[Dataset entries]
= = =
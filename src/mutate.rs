use std::path::Path;

use crate::error::Error;
use crate::loader::read_file;
use crate::model::{Encoding, QuoteMode};
use crate::parser::{Binding, parse_str, warn_for_invalid_lines};

/// How [`set_key`] writes the new binding.
#[derive(Debug, Clone, Copy, Default, PartialEq, Eq)]
pub struct SetKeyOptions {
    pub quote_mode: QuoteMode,
    /// Prefix the line with `export `.
    pub export: bool,
    pub encoding: Encoding,
}

/// Outcome of [`unset_key`].
#[derive(Debug, Clone, Copy, PartialEq, Eq)]
pub enum UnsetStatus {
    Removed,
    /// The file exists but declares no such key. Nothing was written.
    KeyNotFound,
    FileMissing,
}

impl UnsetStatus {
    pub fn removed(self) -> bool {
        self == Self::Removed
    }
}

/// Add or update `key` in an existing dotenv file.
///
/// Every binding of `key` is replaced in place; other bytes of the file are
/// left untouched. When the key is not present, a new line is appended.
/// The file must already exist.
pub fn set_key(
    path: impl AsRef<Path>,
    key: &str,
    value: &str,
    options: SetKeyOptions,
) -> Result<(bool, String, String), Error> {
    let path = path.as_ref();
    let text = read_file(path, options.encoding)?;
    let line = format_line(key, value, options)?;

    let bindings: Vec<Binding> = warn_for_invalid_lines(parse_str(&text)).collect();
    let mut out = String::with_capacity(text.len() + line.len());
    let mut replaced = false;
    let mut last_text = "";

    for binding in &bindings {
        let original = binding.original.text.as_str();
        if binding.key.as_deref() == Some(key) {
            out.push_str(leading_blank_lines(original));
            out.push_str(&line);
            replaced = true;
        } else {
            out.push_str(original);
        }
        last_text = original;
    }

    if !replaced {
        if !last_text.is_empty() && !last_text.ends_with('\n') {
            out.push('\n');
        }
        out.push_str(&line);
    }

    write_file(path, &out, options.encoding)?;
    Ok((true, key.to_owned(), value.to_owned()))
}

/// Remove every binding of `key` from a dotenv file.
pub fn unset_key(
    path: impl AsRef<Path>,
    key: &str,
    encoding: Encoding,
) -> Result<(UnsetStatus, String), Error> {
    let path = path.as_ref();
    let text = match read_file(path, encoding) {
        Ok(text) => text,
        Err(Error::FileNotFound { .. }) => {
            tracing::warn!(path = %path.display(), "can't delete from {} - it doesn't exist", path.display());
            return Ok((UnsetStatus::FileMissing, key.to_owned()));
        }
        Err(err) => return Err(err),
    };

    let mut out = String::with_capacity(text.len());
    let mut removed = false;
    for binding in warn_for_invalid_lines(parse_str(&text)) {
        let original = binding.original.text.as_str();
        if binding.key.as_deref() == Some(key) {
            out.push_str(leading_blank_lines(original));
            removed = true;
        } else {
            out.push_str(original);
        }
    }

    if !removed {
        tracing::warn!(key, path = %path.display(), "key {key} not removed from {} - key doesn't exist", path.display());
        return Ok((UnsetStatus::KeyNotFound, key.to_owned()));
    }

    write_file(path, &out, encoding)?;
    Ok((UnsetStatus::Removed, key.to_owned()))
}

fn write_file(path: &Path, text: &str, encoding: Encoding) -> Result<(), Error> {
    let bytes = encoding.encode(text)?;
    std::fs::write(path, bytes)?;
    Ok(())
}

fn format_line(key: &str, value: &str, options: SetKeyOptions) -> Result<String, Error> {
    let prefix = if options.export { "export " } else { "" };
    Ok(format!(
        "{prefix}{}={}\n",
        format_key(key)?,
        format_value(value, options.quote_mode)
    ))
}

/// Write `key` so that it parses back to itself: bare when possible,
/// otherwise in single quotes, which take no escapes.
fn format_key(key: &str) -> Result<String, Error> {
    let plain = !key.starts_with('\'')
        && !key.chars().any(|ch| ch == '=' || ch == '#' || ch.is_whitespace());
    if key.is_empty() || (!plain && key.contains('\'')) {
        return Err(Error::InvalidKey {
            key: key.to_owned(),
        });
    }
    if plain {
        Ok(key.to_owned())
    } else {
        Ok(format!("'{key}'"))
    }
}

fn format_value(value: &str, mode: QuoteMode) -> String {
    let quote = match mode {
        QuoteMode::Always => true,
        QuoteMode::Auto => value.is_empty() || !value.chars().all(char::is_alphanumeric),
        QuoteMode::Never => false,
    };
    if !quote {
        return value.to_owned();
    }

    let mut out = String::with_capacity(value.len() + 2);
    out.push('\'');
    for ch in value.chars() {
        if ch == '\\' || ch == '\'' {
            out.push('\\');
        }
        out.push(ch);
    }
    out.push('\'');
    out
}

/// The blank lines a binding's span starts with, up to its last newline.
fn leading_blank_lines(original: &str) -> &str {
    let whitespace = original.len() - original.trim_start().len();
    match original[..whitespace].rfind(['\n', '\r']) {
        Some(idx) => &original[..=idx],
        None => "",
    }
}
= = =
◆ What you are asked to do
If a line of the records above contains the word "bool", count it; then give the total and nothing more.

◆ Task output
3